“Go on, Mr Stump!”

“Wal, the story air this. Arter we kim from the Alamo Crik, the fellurs that went in sarch o’ them Injuns, foun’ out they wan’t Injuns at all. Ye hev heern that yurself. From the fixins that war diskevered in the holler tree, it air clur that what we seed on the Bluff war a party o’ whites. I hed a surspishun o’t myself—soon as I seed them curds they’d left ahint ’em in the shanty.”

“It was the same, then, who visited the jacalé at night—the same Phalim saw?”

“Ne’er a doubt o’ it. Them same Mexikins.”

“What reason have you to think they were Mexicans?”

“The best o’ all reezuns. I foun’ ’em out to be; traced the hul kit o’ ’em to thur caché.”

The young Creole made no rejoinder. Zeb’s story promised a revelation that might be favourable to her hopes. She stood resignedly waiting for him to continue.

“Ye see, the curds, an also some words, the which the Irish war able to sort o’ pernounce, arter a fashun o’ his own, tolt me they must a been o’ the yeller-belly breed; an sartint ’bout that much, I war able to gie a tol’able guess as to whar they hed kim from.
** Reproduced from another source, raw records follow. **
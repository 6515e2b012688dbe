//! TimescaleDB destination: pooled connections, one transaction per batch,
//! parameterized upserts.

use std::num::NonZeroUsize;
use std::sync::Arc;

use async_trait::async_trait;
use chrono::Utc;
use deadpool_postgres::{Manager, ManagerConfig, Pool, RecyclingMethod};
use rust_decimal::Decimal;
use tokio_postgres::types::ToSql;
use tokio_postgres::{Config as PgConfig, NoTls};

use databridge_utils::DatabridgeResult;

use super::batch::{BatchError, BatchSink, BatchWriter, DEFAULT_BATCH_SIZE};
use super::{Destination, FatalError, StoreAborted, TxStage, WriteOutcome};
use crate::config::params::env_secret;
use crate::config::{InitError, PluginParams};
use crate::model::{ColumnType, Model, TypedRecord, TypedValue};
use crate::statement;

pub const NAME: &str = "timescaledb";
pub const DEFAULT_CONN_ENV: &str = "TIMESCALEDB_CONN_STR";

type Param = Box<dyn ToSql + Sync + Send>;

/// A typed value that does not fit the storage type of its column.
#[derive(Debug, thiserror::Error)]
#[error("record {record}: column {column} ({column_type}) cannot hold a {found} value")]
pub struct BindError {
    record: usize,
    column: String,
    column_type: ColumnType,
    found: &'static str,
}

#[derive(Default)]
pub struct TimescaleDestination {
    state: Option<Ready>,
}

struct Ready {
    sink: PgBatchSink,
    writer: BatchWriter,
    table: String,
    hypertable: bool,
}

impl TimescaleDestination {
    pub fn new() -> Self {
        Self::default()
    }

    fn ready(&self) -> Result<&Ready, FatalError> {
        self.state.as_ref().ok_or(FatalError::NotInitialized)
    }
}

#[async_trait]
impl Destination for TimescaleDestination {
    fn name(&self) -> &str {
        NAME
    }

    async fn init(&mut self, params: &PluginParams, model: Arc<Model>) -> Result<(), InitError> {
        let table = params.required_str("table")?.to_string();
        let batch_size = params
            .optional_positive("batch_size")?
            .unwrap_or(NonZeroUsize::new(DEFAULT_BATCH_SIZE).unwrap_or(NonZeroUsize::MIN));
        let workers = params.optional_positive("workers")?.unwrap_or(NonZeroUsize::MIN);
        let hypertable = params.optional_bool("hypertable")?.unwrap_or(true);
        let conn_env = params.optional_str("conn_env")?.unwrap_or(DEFAULT_CONN_ENV);

        let upsert = statement::upsert_statement(&model, &table)?;
        let conn = env_secret(conn_env)?;
        let sink = PgBatchSink::connect(&conn, model, upsert, workers)?;

        tracing::info!(table = %table, batch_size = batch_size.get(), workers = workers.get(), "timescaledb destination ready");
        self.state = Some(Ready {
            sink,
            writer: BatchWriter::new(batch_size, workers),
            table,
            hypertable,
        });
        Ok(())
    }

    async fn ensure_schema(&self) -> Result<(), FatalError> {
        let ready = self.ready()?;
        let client = ready.sink.client().await?;
        for sql in statement::schema_statements(&ready.sink.model, &ready.table, ready.hypertable) {
            tracing::debug!(sql = %sql, "applying schema statement");
            client
                .batch_execute(&sql)
                .await
                .map_err(|e| FatalError::Schema(format!("{}: {e}", ready.table)))?;
        }
        Ok(())
    }

    async fn store(&self, records: &[TypedRecord]) -> Result<WriteOutcome, StoreAborted> {
        let ready = self
            .ready()
            .map_err(|source| StoreAborted { partial: WriteOutcome::default(), source })?;
        ready.writer.write(&ready.sink, records).await
    }

    async fn close(&mut self) -> DatabridgeResult<()> {
        if let Some(ready) = self.state.take() {
            ready.sink.pool.close();
        }
        Ok(())
    }
}

struct PgBatchSink {
    pool: Pool,
    model: Arc<Model>,
    upsert: String,
}

impl PgBatchSink {
    /// Builds the pool lazily; no connection is opened until the first batch.
    fn connect(conn: &str, model: Arc<Model>, upsert: String, workers: NonZeroUsize) -> Result<Self, InitError> {
        let pg_config: PgConfig = conn
            .parse()
            .map_err(|e: tokio_postgres::Error| InitError::Client(e.into()))?;
        let mgr = Manager::from_config(pg_config, NoTls, ManagerConfig { recycling_method: RecyclingMethod::Fast });
        let pool = Pool::builder(mgr)
            .max_size(workers.get())
            .build()
            .map_err(|e| InitError::Client(e.into()))?;
        Ok(Self { pool, model, upsert })
    }

    async fn client(&self) -> Result<deadpool_postgres::Object, FatalError> {
        self.pool.get().await.map_err(|e| FatalError::Connection(e.to_string()))
    }
}

#[async_trait]
impl BatchSink for PgBatchSink {
    async fn write_batch(&self, batch: &[TypedRecord]) -> Result<(), BatchError> {
        let mut client = self.client().await?;
        let tx = client.transaction().await.map_err(|e| tx_error(TxStage::Begin, e))?;
        let stmt = tx.prepare(&self.upsert).await.map_err(|e| tx_error(TxStage::Prepare, e))?;

        for record in batch {
            let params = match bind_record(&self.model, record) {
                Ok(params) => params,
                Err(e) => {
                    if let Err(rb) = tx.rollback().await {
                        tracing::warn!(record = record.index(), error = %rb, "rollback failed");
                    }
                    return Err(BatchError::Rejected { reason: e.to_string() });
                }
            };
            let refs: Vec<&(dyn ToSql + Sync)> = params.iter().map(|p| p.as_ref() as &(dyn ToSql + Sync)).collect();

            if let Err(e) = tx.execute(&stmt, &refs).await {
                if e.is_closed() {
                    return Err(FatalError::Connection(e.to_string()).into());
                }
                let reason = format!("record {}: {e}", record.index());
                if let Err(rb) = tx.rollback().await {
                    tracing::warn!(record = record.index(), error = %rb, "rollback failed");
                }
                return Err(BatchError::Rejected { reason });
            }
        }

        tx.commit().await.map_err(|e| tx_error(TxStage::Commit, e))?;
        Ok(())
    }
}

fn tx_error(stage: TxStage, e: tokio_postgres::Error) -> BatchError {
    FatalError::Transaction { stage, message: e.to_string() }.into()
}

/// Statement parameters for one record, in model column order.
fn bind_record(model: &Model, record: &TypedRecord) -> Result<Vec<Param>, BindError> {
    model
        .columns()
        .iter()
        .enumerate()
        .map(|(pos, column)| {
            let value = record.get(pos).unwrap_or(&TypedValue::Null);
            bind_value(value, column.column_type).ok_or_else(|| BindError {
                record: record.index(),
                column: column.name.clone(),
                column_type: column.column_type,
                found: value.kind(),
            })
        })
        .collect()
}

fn bind_value(value: &TypedValue, column_type: ColumnType) -> Option<Param> {
    let param: Param = match (column_type, value) {
        (ColumnType::String, TypedValue::Null) => Box::new(None::<String>),
        // Empty strings are stored as NULL.
        (ColumnType::String, TypedValue::Text(s)) if s.is_empty() => Box::new(None::<String>),
        (ColumnType::String, TypedValue::Text(s)) => Box::new(Some(s.clone())),
        (ColumnType::BigInt, TypedValue::Null) => Box::new(None::<i64>),
        (ColumnType::BigInt, TypedValue::Integer(v)) => Box::new(Some(*v)),
        (ColumnType::Int, TypedValue::Null) => Box::new(None::<i32>),
        (ColumnType::Int, TypedValue::Integer(v)) => Box::new(Some(i32::try_from(*v).ok()?)),
        (ColumnType::Float, TypedValue::Null) => Box::new(None::<Decimal>),
        (ColumnType::Float, TypedValue::Float(v)) => Box::new(Some(Decimal::try_from(*v).ok()?)),
        (ColumnType::DateTime | ColumnType::DateTimeNullable, TypedValue::Null) => {
            Box::new(None::<chrono::DateTime<Utc>>)
        }
        (ColumnType::DateTime | ColumnType::DateTimeNullable, TypedValue::Timestamp(ts)) => {
            Box::new(Some(ts.with_timezone(&Utc)))
        }
        _ => return None,
    };
    Some(param)
}

pub fn register(registry: &mut crate::registry::Registry) {
    registry.register_destination(NAME, || Box::new(TimescaleDestination::new()));
}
I know’d enuf o’ the Mexikins o’ these parts to think o’ four as answered thar descripshun to a T. As to the Injun duds, thar warn’t nuthin’ in them to bamboozle me. Arter this, I ked a gone straight to the hul four fellurs, an pinted ’em out for sartin. One o’ ’em, for sure sartin. On him I’d made my mark. I war confident o’ havin’ did thet.”

“Your mark! How, Zeb?”

“Ye remimber the shot I fired from the door o’ the shanty?”